Lawyers from the Department of Justice have consistently moved to dismiss class action cases that would enlarge custody or release incarcerated people at risk from Covid-19 by arguing that federal judges lack the authority to hear them. In most situations, the argument is not a good one, according to Eric M. Freedman, a law professor at Hofstra University and one of the country’s leading experts on habeas corpus. He told me that since 1789 federal courts have been given the right to preserve their jurisdiction in any case that may come before them, a right that is sometimes invoked to halt pending executions. What’s more, he says, “the whole purpose of habeas corpus is to ensure that there is not a maze of legalistic barbed wire standing between a prisoner and justice.”
But incarcerated people are not the only individuals at Danbury who are at risk. Prisons officials have not provided Covid-19 tests to correctional officers, who must go to their own care providers for evaluation, according to Patrick Wynne, a union representative who has worked at Danbury for almost 14 years. At first, “No one knew what to do if they got sick,” he said. “The powers that be…weren’t ready for it.”
Wynne told me there was anxiety when reports surfaced of Covid-19 in prisons, and added that while the Bureau of Prisons has distributed various plans to officers, there were few resources to back them up. PPE remains in short supply, and around 50 staff members at Danbury have contracted the virus, he said. But because correctional officers may not have sought out treatment or received testing until after they became symptomatic, they may have unwittingly spread Covid-19 within Danbury. Some officers even came to work despite experiencing symptoms, according to signed statements filed by incarcerated people as part of the lawsuit.
While the Bureau of Prisons has tried to limit contact among those incarcerated, these measures have done little to contain the disease. As Shea noted in his order, “By failing to make meaningful use of her home confinement authority, the Warden [of Danbury] has failed to implement what appears to be the sole measure capable of adequately protecting vulnerable inmates…in favor of measures that, even if they were fully and painstakingly implemented, would still leave vulnerable inmates subject to a grave risk to their health.”
Brie Williams, a professor of medicine and the director of the criminal justice and health program at University of California–San Francisco, told me that few correctional institutions are capable of safely isolating more than 10 people in any given unit. “It’s hard to imagine how you can mitigate risk, realistically, in a congregate living environment if you have more people than that,” she said. “Once the disease enters…it is incredibly efficient and is most likely to affect the vast majority of people.”
For now, Williams said, the objective should be to release as many people, and as quickly, as possible.

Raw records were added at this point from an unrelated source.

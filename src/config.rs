//! Application configuration
//!
//! Loaded from a TOML file (`~/.config/psicoespacios/config.toml` by default,
//! `PSICO_CONFIG` to point elsewhere). Every section and field is optional;
//! missing values fall back to [`AppConfig::default`]. `DATABASE_URL`
//! overrides `database.url`.
//!
//! ```toml
//! [server]
//! host = "0.0.0.0"
//! port = 8080
//! shutdown_timeout = 30
//!
//! [database]
//! url = "sqlite://./psicoespacios.db?mode=rwc"
//! max_connections = 10
//!
//! [logging]
//! level = "info"
//! format = "json"
//!
//! [scheduling]
//! default_months = 3
//! max_months = 12
//!
//! [billing]
//! currency = "CLP"
//! ```

use std::path::{Path, PathBuf};

use serde::{Deserialize, Serialize};
use thiserror::Error;

use crate::domain::schedule::SchedulingWindow;
use crate::infrastructure::DatabaseConfig;

pub const CONFIG_ENV: &str = "PSICO_CONFIG";
pub const DATABASE_URL_ENV: &str = "DATABASE_URL";

#[derive(Debug, Error)]
pub enum ConfigError {
    #[error("cannot read {path}: {source}")]
    Io {
        path: PathBuf,
        source: std::io::Error,
    },

    #[error("invalid TOML: {0}")]
    Parse(#[from] toml::de::Error),

    #[error("cannot serialize config: {0}")]
    Serialize(#[from] toml::ser::Error),

    #[error("invalid configuration: {0}")]
    Invalid(String),
}

#[derive(Debug, Clone, Default, Serialize, Deserialize)]
#[serde(default)]
pub struct AppConfig {
    pub server: ServerConfig,
    pub database: DatabaseSection,
    pub logging: LoggingConfig,
    pub scheduling: SchedulingConfig,
    pub billing: BillingConfig,
}

#[derive(Debug, Clone, Serialize, Deserialize)]
#[serde(default)]
pub struct ServerConfig {
    pub host: String,
    pub port: u16,
    /// Seconds granted to in-flight requests after a shutdown signal
    pub shutdown_timeout: u64,
}

impl Default for ServerConfig {
    fn default() -> Self {
        Self {
            host: "0.0.0.0".to_string(),
            port: 8080,
            shutdown_timeout: 30,
        }
    }
}

impl ServerConfig {
    pub fn address(&self) -> String {
        format!("{}:{}", self.host, self.port)
    }
}

#[derive(Debug, Clone, Serialize, Deserialize)]
#[serde(default)]
pub struct DatabaseSection {
    /// `sqlite://...` or `postgres://...`
    pub url: String,
    pub max_connections: u32,
}

impl Default for DatabaseSection {
    fn default() -> Self {
        let db = DatabaseConfig::default();
        Self {
            url: db.url,
            max_connections: db.max_connections,
        }
    }
}

#[derive(Debug, Clone, Serialize, Deserialize)]
#[serde(default)]
pub struct LoggingConfig {
    /// EnvFilter directive; `RUST_LOG` wins when set
    pub level: String,
    /// "text" or "json"
    pub format: String,
}

impl Default for LoggingConfig {
    fn default() -> Self {
        Self {
            level: "info".to_string(),
            format: "text".to_string(),
        }
    }
}

#[derive(Debug, Clone, Serialize, Deserialize)]
#[serde(default)]
pub struct SchedulingConfig {
    /// Deadline applied when an assignment omits it, in months after the start
    pub default_months: u32,
    /// Furthest deadline accepted, in months after today
    pub max_months: u32,
}

impl Default for SchedulingConfig {
    fn default() -> Self {
        let window = SchedulingWindow::default();
        Self {
            default_months: window.default_months,
            max_months: window.max_months,
        }
    }
}

#[derive(Debug, Clone, Serialize, Deserialize)]
#[serde(default)]
pub struct BillingConfig {
    /// Currency of packs created without one
    pub currency: String,
}

impl Default for BillingConfig {
    fn default() -> Self {
        Self {
            currency: "CLP".to_string(),
        }
    }
}

/// `~/.config/psicoespacios/config.toml`, or `./config.toml` without a home.
pub fn default_config_path() -> PathBuf {
    dirs_next::config_dir()
        .map(|dir| dir.join("psicoespacios").join("config.toml"))
        .unwrap_or_else(|| PathBuf::from("config.toml"))
}

/// `PSICO_CONFIG` when set, otherwise [`default_config_path`].
pub fn resolve_config_path() -> PathBuf {
    std::env::var(CONFIG_ENV)
        .map(PathBuf::from)
        .unwrap_or_else(|_| default_config_path())
}

impl AppConfig {
    /// Read `path`; a missing file yields the defaults.
    pub fn load(path: &Path) -> Result<Self, ConfigError> {
        let mut config = if path.exists() {
            let raw = std::fs::read_to_string(path).map_err(|source| ConfigError::Io {
                path: path.to_path_buf(),
                source,
            })?;
            Self::from_toml_str(&raw)?
        } else {
            Self::default()
        };
        config.apply_overrides(std::env::var(DATABASE_URL_ENV).ok());
        config.validate()?;
        Ok(config)
    }

    pub fn from_toml_str(raw: &str) -> Result<Self, ConfigError> {
        Ok(toml::from_str(raw)?)
    }

    pub fn save(&self, path: &Path) -> Result<(), ConfigError> {
        let raw = toml::to_string_pretty(self)?;
        let io_err = |source| ConfigError::Io {
            path: path.to_path_buf(),
            source,
        };
        if let Some(parent) = path.parent() {
            std::fs::create_dir_all(parent).map_err(io_err)?;
        }
        std::fs::write(path, raw).map_err(io_err)
    }

    pub fn apply_overrides(&mut self, database_url: Option<String>) {
        if let Some(url) = database_url.filter(|u| !u.trim().is_empty()) {
            self.database.url = url;
        }
    }

    pub fn validate(&self) -> Result<(), ConfigError> {
        if self.server.port == 0 {
            return Err(ConfigError::Invalid("server.port must be non-zero".into()));
        }
        if self.scheduling.default_months == 0 {
            return Err(ConfigError::Invalid(
                "scheduling.default_months must be at least 1".into(),
            ));
        }
        if self.scheduling.max_months < self.scheduling.default_months {
            return Err(ConfigError::Invalid(format!(
                "scheduling.max_months ({}) is below default_months ({})",
                self.scheduling.max_months, self.scheduling.default_months
            )));
        }
        let currency = &self.billing.currency;
        if currency.len() != 3 || !currency.chars().all(|c| c.is_ascii_alphabetic()) {
            return Err(ConfigError::Invalid(format!(
                "billing.currency must be a 3-letter code, got '{}'",
                currency
            )));
        }
        match self.logging.format.to_lowercase().as_str() {
            "text" | "json" => Ok(()),
            other => Err(ConfigError::Invalid(format!(
                "logging.format must be 'text' or 'json', got '{}'",
                other
            ))),
        }
    }

    pub fn database_config(&self) -> DatabaseConfig {
        DatabaseConfig {
            url: self.database.url.clone(),
            max_connections: self.database.max_connections,
        }
    }

    pub fn scheduling_window(&self) -> SchedulingWindow {
        SchedulingWindow {
            default_months: self.scheduling.default_months,
            max_months: self.scheduling.max_months,
        }
    }
}

#[cfg(test)]
mod tests {
    use super::*;

    #[test]
    fn partial_file_keeps_defaults_for_the_rest() {
        let cfg = AppConfig::from_toml_str(
            r#"
            [server]
            port = 9090

            [billing]
            currency = "USD"
            "#,
        )
        .unwrap();

        assert_eq!(cfg.server.port, 9090);
        assert_eq!(cfg.server.host, "0.0.0.0");
        assert_eq!(cfg.billing.currency, "USD");
        assert_eq!(cfg.scheduling.default_months, 3);
        assert_eq!(cfg.scheduling.max_months, 12);
        assert!(cfg.validate().is_ok());
    }

    #[test]
    fn empty_file_is_the_default() {
        let cfg = AppConfig::from_toml_str("").unwrap();
        assert_eq!(cfg.server.address(), "0.0.0.0:8080");
        assert_eq!(cfg.logging.level, "info");
    }

    #[test]
    fn malformed_toml_is_rejected() {
        let err = AppConfig::from_toml_str("[server\nport = ").unwrap_err();
        assert!(matches!(err, ConfigError::Parse(_)));
    }

    #[test]
    fn database_url_override_wins() {
        let mut cfg = AppConfig::default();
        cfg.apply_overrides(Some("postgres://u:p@db/psico".into()));
        assert_eq!(cfg.database_config().url, "postgres://u:p@db/psico");

        let mut untouched = AppConfig::default();
        untouched.apply_overrides(Some("  ".into()));
        assert_eq!(untouched.database.url, AppConfig::default().database.url);
    }

    #[test]
    fn inconsistent_windows_fail_validation() {
        let mut cfg = AppConfig::default();
        cfg.scheduling.default_months = 6;
        cfg.scheduling.max_months = 4;
        assert!(matches!(cfg.validate(), Err(ConfigError::Invalid(_))));
    }

    #[test]
    fn unknown_log_format_fails_validation() {
        let mut cfg = AppConfig::default();
        cfg.logging.format = "xml".into();
        assert!(cfg.validate().is_err());
    }

    #[test]
    fn save_then_load_from_disk() {
        let path = std::env::temp_dir()
            .join(format!("psico-config-{}", uuid::Uuid::new_v4()))
            .join("config.toml");
        let mut cfg = AppConfig::default();
        cfg.server.port = 7070;
        cfg.save(&path).unwrap();

        let loaded = AppConfig::from_toml_str(&std::fs::read_to_string(&path).unwrap()).unwrap();
        assert_eq!(loaded.server.port, 7070);
        let _ = std::fs::remove_dir_all(path.parent().unwrap());
    }
}
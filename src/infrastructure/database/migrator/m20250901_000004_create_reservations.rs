//! Create reservations table
//!
//! Both standalone bookings and pack-generated ones. The (room, date) index
//! backs the conflict scan.

use sea_orm_migration::prelude::*;

use super::m20250901_000001_create_directory::{Boxes, Users};
use super::m20250901_000003_create_pack_assignments::PackAssignments;

#[derive(DeriveMigrationName)]
pub struct Migration;

#[async_trait::async_trait]
impl MigrationTrait for Migration {
    async fn up(&self, manager: &SchemaManager) -> Result<(), DbErr> {
        manager
            .create_table(
                Table::create()
                    .table(Reservations::Table)
                    .if_not_exists()
                    .col(
                        ColumnDef::new(Reservations::Id)
                            .integer()
                            .not_null()
                            .auto_increment()
                            .primary_key(),
                    )
                    .col(ColumnDef::new(Reservations::RoomId).integer().not_null())
                    .col(
                        ColumnDef::new(Reservations::ProfessionalId)
                            .integer()
                            .not_null(),
                    )
                    .col(ColumnDef::new(Reservations::Date).date().not_null())
                    .col(ColumnDef::new(Reservations::StartTime).time().not_null())
                    .col(ColumnDef::new(Reservations::EndTime).time().not_null())
                    .col(
                        ColumnDef::new(Reservations::Status)
                            .string_len(20)
                            .not_null()
                            .default("pending"),
                    )
                    .col(
                        ColumnDef::new(Reservations::PaymentStatus)
                            .string_len(20)
                            .not_null()
                            .default("pending_payment"),
                    )
                    .col(ColumnDef::new(Reservations::PackAssignmentId).integer())
                    .col(ColumnDef::new(Reservations::Notes).text())
                    .col(
                        ColumnDef::new(Reservations::CreatedAt)
                            .timestamp_with_time_zone()
                            .not_null(),
                    )
                    .col(
                        ColumnDef::new(Reservations::UpdatedAt)
                            .timestamp_with_time_zone()
                            .not_null(),
                    )
                    .foreign_key(
                        ForeignKey::create()
                            .name("fk_reservations_box")
                            .from(Reservations::Table, Reservations::RoomId)
                            .to(Boxes::Table, Boxes::Id)
                            .on_delete(ForeignKeyAction::Restrict),
                    )
                    .foreign_key(
                        ForeignKey::create()
                            .name("fk_reservations_professional")
                            .from(Reservations::Table, Reservations::ProfessionalId)
                            .to(Users::Table, Users::Id)
                            .on_delete(ForeignKeyAction::Restrict),
                    )
                    .foreign_key(
                        ForeignKey::create()
                            .name("fk_reservations_pack_assignment")
                            .from(Reservations::Table, Reservations::PackAssignmentId)
                            .to(PackAssignments::Table, PackAssignments::Id)
                            .on_delete(ForeignKeyAction::SetNull),
                    )
                    .to_owned(),
            )
            .await?;

        manager
            .create_index(
                Index::create()
                    .name("idx_reservations_room_date")
                    .table(Reservations::Table)
                    .col(Reservations::RoomId)
                    .col(Reservations::Date)
                    .to_owned(),
            )
            .await?;

        manager
            .create_index(
                Index::create()
                    .name("idx_reservations_pack_assignment")
                    .table(Reservations::Table)
                    .col(Reservations::PackAssignmentId)
                    .to_owned(),
            )
            .await?;

        manager
            .create_index(
                Index::create()
                    .name("idx_reservations_professional")
                    .table(Reservations::Table)
                    .col(Reservations::ProfessionalId)
                    .to_owned(),
            )
            .await
    }

    async fn down(&self, manager: &SchemaManager) -> Result<(), DbErr> {
        manager
            .drop_table(Table::drop().table(Reservations::Table).to_owned())
            .await
    }
}

#[derive(Iden)]
pub enum Reservations {
    Table,
    Id,
    RoomId,
    ProfessionalId,
    Date,
    StartTime,
    EndTime,
    Status,
    PaymentStatus,
    PackAssignmentId,
    Notes,
    CreatedAt,
    UpdatedAt,
}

She emphasized that decarceration should be regarded as not a political ploy but a public health policy that will save lives. Unless more people are released, she said, rural and local health systems will likely become severely overburdened. Fairfield County, where FCI Danbury is located, already has more than 13,000 cases, giving it the highest infection rate of any county in the state. To help prevent such outbreaks, the ACLU recommends immediate action: According to its estimates, the deaths of 23,000 incarcerated people and 76,000 in the broader community could be prevented by doubling the current rate of release and halting most arrests.
“Everybody can fight later about who comes back,” Williams says. “But right now what we need to do is get people out.”